La trêve américano-iranienne sous tension : négociations cruciales ce week-end à Islamabad
Alors que le cessez-le-feu entre Washington et Téhéran montre des signes d’effritement, diplomates et militaires jouent la montre avant les pourparlers de samedi au Pakistan.
Un cessez-le-feu de plus en plus fragile
Le cessez-le-feu conclu entre les États-Unis et l’Iran semblait vendredi de plus en plus précaire. Washington a accusé Téhéran de ne pas honorer ses engagements concernant le détroit d’Ormuz, voie maritime stratégique par laquelle transite une part significative du commerce pétrolier mondial. Dans ce contexte tendu, Donald Trump a adressé un avertissement sans équivoque à l’Iran : « Ils ont intérêt à ne pas le faire, et si c’est le cas, ils feraient mieux d’arrêter maintenant ! », a lancé le président américain, évoquant tout projet de péage dans ce passage névralgique.

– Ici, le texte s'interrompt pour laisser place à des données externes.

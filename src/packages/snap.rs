//! Snap
//!
//! Classic confinement is tried first since most developer tools need it;
//! strictly confined snaps reject `--classic`, so the plain form is the
//! fallback. Versions are pinned by installing from the channel that
//! currently publishes them.

use crate::core::types::{PackageManagerType, PackageVersionInfo};
use crate::error::Result;
use crate::packages::context::{ManagerContext, argv, argv_with};
use crate::packages::runner::{CancelToken, CommandRunner};
use crate::packages::traits::Installer;
use crate::ui;
use crate::utils::sanitize;
use std::sync::Arc;

const NOT_FOUND: &[&str] = &["not found"];

pub struct SnapInstaller {
    ctx: ManagerContext,
}

impl SnapInstaller {
    pub fn new(runner: Arc<dyn CommandRunner>) -> Self {
        Self {
            ctx: ManagerContext::new(PackageManagerType::Snap, runner),
        }
    }

    /// `(channel, version)` pairs from `snap info`, in the order listed.
    fn channels(&self, cancel: &CancelToken, package: &str) -> Result<Vec<(String, String)>> {
        sanitize::validate_package_name(package)?;
        let out = self.ctx.probe(cancel, &["info", package])?;
        if !out.success {
            return Ok(Vec::new());
        }
        Ok(parse_channels(&out.stdout))
    }
}

fn parse_channels(info: &str) -> Vec<(String, String)> {
    info.lines()
        .skip_while(|line| !line.starts_with("channels:"))
        .skip(1)
        .take_while(|line| line.starts_with(' '))
        .filter_map(|line| {
            let (channel, rest) = line.trim().split_once(':')?;
            let version = rest.split_whitespace().next()?;
            (version != "--" && version != "^")
                .then(|| (channel.trim().to_string(), version.to_string()))
        })
        .collect()
}

impl Installer for SnapInstaller {
    fn manager_type(&self) -> PackageManagerType {
        PackageManagerType::Snap
    }

    fn is_available(&self) -> bool {
        self.ctx.executable_available()
    }

    fn is_installed(&self, cancel: &CancelToken, package: &str) -> Result<bool> {
        sanitize::validate_package_name(package)?;
        let out = self.ctx.probe(cancel, &["list", package])?;
        Ok(out.success && out.stdout.lines().count() > 1)
    }

    fn install_package(&self, cancel: &CancelToken, package: &str) -> Result<()> {
        let installed = self.is_installed(cancel, package)?;
        self.ctx.ensure_absent(installed, package)?;

        let classic = self
            .ctx
            .execute(cancel, &argv(&["install", "--classic", package]))?;
        if classic.success {
            return Ok(());
        }
        ui::debug(&format!(
            "snap install --classic {} failed, retrying without --classic",
            package
        ));

        self.ctx
            .execute_checked(
                cancel,
                &argv(&["install", package]),
                package,
                "install",
                NOT_FOUND,
            )
            .map(|_| ())
    }

    fn install_multiple(&self, cancel: &CancelToken, packages: &[String]) -> Result<()> {
        if packages.is_empty() {
            return Ok(());
        }
        sanitize::validate_package_names(packages)?;
        self.ctx
            .execute_checked(
                cancel,
                &argv_with(&["install"], packages),
                &packages.join(" "),
                "install",
                NOT_FOUND,
            )
            .map(|_| ())
    }

    fn uninstall_package(&self, cancel: &CancelToken, package: &str) -> Result<()> {
        if !self.is_installed(cancel, package)? {
            return Ok(());
        }
        self.ctx
            .execute_checked(cancel, &argv(&["remove", package]), package, "uninstall", &[])
            .map(|_| ())
    }

    fn update_package_manager(&self, cancel: &CancelToken) -> Result<()> {
        self.ctx
            .execute_checked(cancel, &argv(&["refresh"]), "snaps", "refresh", &[])
            .map(|_| ())
    }

    fn get_installed_version(
        &self,
        cancel: &CancelToken,
        package: &str,
    ) -> Result<PackageVersionInfo> {
        sanitize::validate_package_name(package)?;
        let out = self.ctx.probe(cancel, &["list", package])?;
        if !out.success {
            return Ok(PackageVersionInfo::absent(package));
        }
        Ok(out
            .stdout
            .lines()
            .skip(1)
            .filter_map(|line| {
                let mut fields = line.split_whitespace();
                (fields.next() == Some(package)).then(|| fields.next()).flatten()
            })
            .next()
            .map(|version| PackageVersionInfo::installed(package, version))
            .unwrap_or_else(|| PackageVersionInfo::absent(package)))
    }

    fn available_versions(&self, cancel: &CancelToken, package: &str) -> Result<Vec<String>> {
        let mut versions: Vec<String> = Vec::new();
        for (_, version) in self.channels(cancel, package)? {
            if !versions.contains(&version) {
                versions.push(version);
            }
        }
        Ok(versions)
    }

    fn install_pinned(&self, cancel: &CancelToken, package: &str, version: &str) -> Result<()> {
        let channel = self
            .channels(cancel, package)?
            .into_iter()
            .find(|(_, v)| v == version)
            .map(|(channel, _)| channel)
            .ok_or_else(|| {
                self.unsupported(&format!(
                    "installing {} {} (no channel publishes it)",
                    package, version
                ))
            })?;

        let channel_arg = format!("--channel={}", channel);
        let classic = self
            .ctx
            .execute(cancel, &argv(&["install", "--classic", &channel_arg, package]))?;
        if classic.success {
            return Ok(());
        }
        self.ctx
            .execute_checked(
                cancel,
                &argv(&["install", &channel_arg, package]),
                package,
                "install",
                NOT_FOUND,
            )
            .map(|_| ())
    }
}
pub mod cli;
pub mod commands;
pub mod config;
pub mod core;
pub mod environment;
pub mod error;
pub mod packages;
pub mod project_identity;
pub mod state;
pub mod ui;
pub mod utils;
pub mod version;

use clap::Parser;
use crate::packages::runner::CancelToken;
use std::process::exit;

/// Run the stackmatch CLI entrypoint.
pub fn run_cli() {
    // Colour settings first, everything below may print
    ui::init_colors();

    let args = cli::args::Cli::parse();
    ui::set_quiet(args.global.quiet);
    ui::set_verbose(args.global.verbose);

    // Ctrl-C stops the running package-manager command; the journal keeps
    // whatever was installed so far
    let cancel = CancelToken::new();
    let handler_token = cancel.clone();
    if let Err(e) = ctrlc::set_handler(move || {
        eprintln!();
        ui::warning("Operation cancelled by user.");
        handler_token.cancel();
    }) {
        ui::warning(&format!("Could not install Ctrl-C handler: {}", e));
    }

    if let Err(e) = cli::dispatcher::dispatch(&args, cancel) {
        ui::error(&format!("{}", e));
        exit(1);
    }
}
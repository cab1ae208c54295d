use assert_cmd::Command;
use predicates::prelude::*;
use std::fs;
use tempfile::TempDir;

/// Binary isolated from the user's config and journal.
fn stackmatch(tmp: &TempDir) -> Command {
    let mut cmd = Command::new(env!("CARGO_BIN_EXE_stackmatch"));
    cmd.env("STACKMATCH_CONFIG", tmp.path().join("stackmatch.kdl"))
        .env("STACKMATCH_JOURNAL", tmp.path().join("installations.json"))
        .env("NO_COLOR", "1");
    cmd
}

#[test]
fn help_describes_the_tool() {
    let tmp = tempfile::tempdir().unwrap();
    stackmatch(&tmp)
        .arg("--help")
        .assert()
        .success()
        .stdout(predicate::str::contains("Replay a development environment"))
        .stdout(predicate::str::contains("rollback"));
}

#[test]
fn version_flag() {
    let tmp = tempfile::tempdir().unwrap();
    let expected = format!("stackmatch {}", env!("CARGO_PKG_VERSION"));
    stackmatch(&tmp)
        .arg("--version")
        .assert()
        .success()
        .stdout(predicate::str::contains(expected));
}

#[test]
fn unknown_command_prints_usage() {
    let tmp = tempfile::tempdir().unwrap();
    stackmatch(&tmp)
        .arg("unknown-command-xyz")
        .assert()
        .failure()
        .stderr(predicate::str::contains("Usage: stackmatch"));
}

#[test]
fn empty_history() {
    let tmp = tempfile::tempdir().unwrap();
    stackmatch(&tmp)
        .arg("history")
        .assert()
        .success()
        .stdout(predicate::str::contains("No installations recorded yet"));
}

#[test]
fn unknown_record_is_an_error() {
    let tmp = tempfile::tempdir().unwrap();
    stackmatch(&tmp)
        .args(["history", "inst_00000000000000000001"])
        .assert()
        .failure()
        .stderr(predicate::str::contains("Installation record not found"));

    stackmatch(&tmp)
        .args(["rollback", "inst_00000000000000000001", "-y"])
        .assert()
        .failure()
        .stderr(predicate::str::contains("Installation record not found"));
}

#[test]
fn unknown_manager_is_rejected() {
    let tmp = tempfile::tempdir().unwrap();
    stackmatch(&tmp)
        .args(["install", "git", "--manager", "portage"])
        .assert()
        .failure()
        .stderr(predicate::str::contains("Unknown package manager 'portage'"));
}

#[test]
fn invalid_settings_file_is_reported() {
    let tmp = tempfile::tempdir().unwrap();
    fs::write(tmp.path().join("stackmatch.kdl"), "colour \"auto\"\n").unwrap();
    stackmatch(&tmp)
        .arg("history")
        .assert()
        .failure()
        .stderr(predicate::str::contains("Unknown setting 'colour'"));
}

#[test]
fn apply_rejects_non_snapshot_files() {
    let tmp = tempfile::tempdir().unwrap();
    let file = tmp.path().join("other.json");
    fs::write(&file, r#"{"hello": "world"}"#).unwrap();
    stackmatch(&tmp)
        .arg("apply")
        .arg(&file)
        .assert()
        .failure()
        .stderr(predicate::str::contains("is not an environment snapshot"));
}

#[test]
fn managers_lists_every_driver() {
    let tmp = tempfile::tempdir().unwrap();
    stackmatch(&tmp)
        .arg("managers")
        .assert()
        .success()
        .stdout(predicate::str::contains("APT"))
        .stdout(predicate::str::contains("Winget"));
}

#[test]
fn completions_are_generated() {
    let tmp = tempfile::tempdir().unwrap();
    stackmatch(&tmp)
        .args(["completions", "bash"])
        .assert()
        .success()
        .stdout(predicate::str::contains("stackmatch"));
}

Premier signe de retour à une certaine normalité, un pétrolier non iranien, le MSG, battant pavillon gabonais, a franchi le détroit d’Ormuz depuis l’entrée en vigueur de la trêve.
Islamabad en scène, Washington optimiste
Les autorités pakistanaises s’apprêtent à accueillir samedi le premier cycle de négociations formelles entre les États-Unis et l’Iran, en vue d’un accord de paix durable. Donald Trump s’est dit « très optimiste » quant aux chances d’aboutir à un règlement. La délégation américaine sera conduite par le vice-président J. D. Vance, flanqué de l’émissaire Steve Witkoff et du gendre du président, Jared Kushner.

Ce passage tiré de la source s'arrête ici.